◆ **What the exercise asks**:
If a line in the records below contains the word "enum", copy it.

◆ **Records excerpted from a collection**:
• • • •

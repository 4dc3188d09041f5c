//! # P2P Transfer
//!
//! The WebRTC side of the core: the DataChannel framing protocol, the
//! per-peer sender and receiver state machines, and the engine that
//! orchestrates rendezvous, fanout and control.
//!
//! ## Transfer Flow
//!
//! ```text
//! ┌─────────────────────────────────────────────────────────────────────────┐
//! │                     DATACHANNEL TRANSFER PROTOCOL                       │
//! ├─────────────────────────────────────────────────────────────────────────┤
//! │                                                                         │
//! │  Receiver                              Sender                           │
//! │  ────────                              ──────                           │
//! │  1. ready / auth ─────────────────────►                                 │
//! │                                        2. validate password             │
//! │                   ◄─────────────────── auth_success / auth_failed /     │
//! │                                        auth_required                    │
//! │                   ◄─────────────────── 3. file_list                     │
//! │  4. DOWNLOAD_REQUEST ─────────────────►                                 │
//! │     (selection + resume offsets)                                        │
//! │                   ◄─────────────────── 5. file_start (offset)           │
//! │                   ◄═══════════════════ 6. binary chunks (adaptive,      │
//! │                                           backpressure-gated)           │
//! │                   ◄─────────────────── 7. file_end (full-file SHA-256)  │
//! │                                        8. repeat 5-7 per selected file  │
//! │                   ◄─────────────────── 9. transfer_end                  │
//! │                                                                         │
//! │  PAUSE / RESUME / STOPPED may flow either way at any point; they take   │
//! │  effect at the next chunk boundary — in-flight chunks never split.      │
//! │                                                                         │
//! └─────────────────────────────────────────────────────────────────────────┘
//! ```

mod engine;
mod protocol;
mod receiver;
mod rtc;
mod sender;

pub use engine::{EngineEvent, TransferEngine};
pub use protocol::{FileStat, PeerMessage};
pub use receiver::ReceiverPeer;
pub use sender::SenderPeer;

use std::time::Instant;

use serde::{Deserialize, Serialize};
use tokio::sync::watch;

use crate::fs::FileEntry;

// ============================================================================
// SESSION TYPES
// ============================================================================

/// Which engine a share session runs on.
#[derive(Debug, Clone, Copy, PartialEq, Eq, Serialize, Deserialize)]
#[serde(rename_all = "lowercase")]
pub enum ShareMode {
    /// WebRTC DataChannel via the rendezvous relay.
    P2p,
    /// HTTP file server behind the tunnel.
    Cloud,
}

/// Connection state of one peer session.
///
/// Monotonic except that `Connected ↔ Paused ↔ Transferring` may
/// oscillate; `Done`, `Failed` and `Stopped` are terminal.
#[derive(Debug, Clone, Copy, Default, PartialEq, Eq, Serialize, Deserialize)]
#[serde(rename_all = "lowercase")]
pub enum PeerState {
    /// Session created, nothing negotiated yet.
    #[default]
    New,
    /// SDP/ICE exchange in progress.
    Connecting,
    /// DataChannel open.
    Connected,
    /// File bytes flowing.
    Transferring,
    /// Producer halted cooperatively.
    Paused,
    /// Protocol completed.
    Done,
    /// Session aborted with an error.
    Failed,
    /// Cancelled by either side.
    Stopped,
}

impl PeerState {
    /// Whether no further transitions can happen.
    pub fn is_terminal(&self) -> bool {
        matches!(self, Self::Done | Self::Failed | Self::Stopped)
    }
}

/// One "start sharing" action. At most one is active per engine.
#[derive(Debug, Clone)]
pub struct ShareSession {
    /// Opaque identifier.
    pub id: String,
    /// Which engine carries it.
    pub mode: ShareMode,
    /// Optional shared secret receivers must present.
    pub password: Option<String>,
    /// The flat, ordered file set (directories already expanded).
    pub files: Vec<FileEntry>,
    /// When the share started.
    pub created_at: Instant,
}

impl ShareSession {
    /// Create a session over an expanded file set.
    pub fn new(mode: ShareMode, files: Vec<FileEntry>, password: Option<String>) -> Self {
        Self {
            id: uuid::Uuid::new_v4().to_string(),
            mode,
            password,
            files,
            created_at: Instant::now(),
        }
    }
}

// ============================================================================
// PAUSE GATE
// ============================================================================

/// Cooperative pause flag for a producer loop.
///
/// `pause()` clears the gate, `resume()` sets it, and the producer awaits
/// [`wait_resumed`](Self::wait_resumed) between chunks — so an in-flight
/// chunk always completes and the next one blocks. Pausing does not close
/// the channel or disturb buffered data.
#[derive(Clone)]
pub struct PauseGate {
    running: watch::Sender<bool>,
}

impl PauseGate {
    /// A gate that starts open.
    pub fn new() -> Self {
        let (running, _) = watch::channel(true);
        Self { running }
    }

    /// Halt the producer at the next chunk boundary.
    pub fn pause(&self) {
        let _ = self.running.send_replace(false);
    }

    /// Release a paused producer.
    pub fn resume(&self) {
        let _ = self.running.send_replace(true);
    }

    /// Whether the gate is currently closed.
    pub fn is_paused(&self) -> bool {
        !*self.running.borrow()
    }

    /// Wait until the gate is open. Returns immediately when not paused.
    pub async fn wait_resumed(&self) {
        let mut rx = self.running.subscribe();
        while !*rx.borrow_and_update() {
            if rx.changed().await.is_err() {
                return;
            }
        }
    }
}

impl Default for PauseGate {
    fn default() -> Self {
        Self::new()
    }
}

// ============================================================================
// PER-PEER SPEED SAMPLE
// ============================================================================

/// Instantaneous speed bookkeeping for one peer: a delta estimator over a
/// ≥500 ms window, mirroring the monitor's sampling floor.
#[derive(Debug)]
pub(crate) struct SpeedSample {
    last_at: Option<Instant>,
    last_bytes: u64,
    /// Most recent bytes-per-second estimate.
    pub speed: f64,
}

impl SpeedSample {
    pub(crate) fn new() -> Self {
        Self {
            last_at: None,
            last_bytes: 0,
            speed: 0.0,
        }
    }

    /// Feed the running byte total; recomputes speed when the window
    /// elapsed.
    pub(crate) fn update(&mut self, total_bytes: u64) {
        let now = Instant::now();
        match self.last_at {
            None => {
                self.last_at = Some(now);
                self.last_bytes = total_bytes;
            }
            Some(last) => {
                let elapsed = now.duration_since(last).as_secs_f64();
                if elapsed >= 0.5 {
                    self.speed = total_bytes.saturating_sub(self.last_bytes) as f64 / elapsed;
                    self.last_at = Some(now);
                    self.last_bytes = total_bytes;
                }
            }
        }
    }

    /// Zero the estimate (e.g. on pause).
    pub(crate) fn clear(&mut self) {
        self.speed = 0.0;
        self.last_at = None;
    }
}

// ============================================================================
// TESTS
// ============================================================================

#[cfg(test)]
mod tests {
    use super::*;

    #[test]
    fn test_peer_state_terminal() {
        assert!(!PeerState::New.is_terminal());
        assert!(!PeerState::Connecting.is_terminal());
        assert!(!PeerState::Connected.is_terminal());
        assert!(!PeerState::Transferring.is_terminal());
        assert!(!PeerState::Paused.is_terminal());
        assert!(PeerState::Done.is_terminal());
        assert!(PeerState::Failed.is_terminal());
        assert!(PeerState::Stopped.is_terminal());
    }

    #[tokio::test]
    async fn test_pause_gate_open_by_default() {
        let gate = PauseGate::new();
        assert!(!gate.is_paused());
        // Must not block.
        tokio::time::timeout(std::time::Duration::from_millis(50), gate.wait_resumed())
            .await
            .unwrap();
    }

    #[tokio::test]
    async fn test_pause_gate_blocks_until_resumed() {
        let gate = PauseGate::new();
        gate.pause();
        assert!(gate.is_paused());

        let waiter = gate.clone();
        let handle = tokio::spawn(async move {
            waiter.wait_resumed().await;
        });
        tokio::time::sleep(std::time::Duration::from_millis(50)).await;
        assert!(!handle.is_finished());

        gate.resume();
        tokio::time::timeout(std::time::Duration::from_secs(1), handle)
            .await
            .unwrap()
            .unwrap();
    }

    #[test]
    fn test_speed_sample_window() {
        let mut sample = SpeedSample::new();
        sample.update(0);
        sample.update(1000);
        // Window has not elapsed yet.
        assert_eq!(sample.speed, 0.0);
        std::thread::sleep(std::time::Duration::from_millis(550));
        sample.update(10_000);
        assert!(sample.speed > 0.0);
        sample.clear();
        assert_eq!(sample.speed, 0.0);
    }
}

• • • •

◆ **Solution**:
pub enum ShareMode {
pub enum PeerState {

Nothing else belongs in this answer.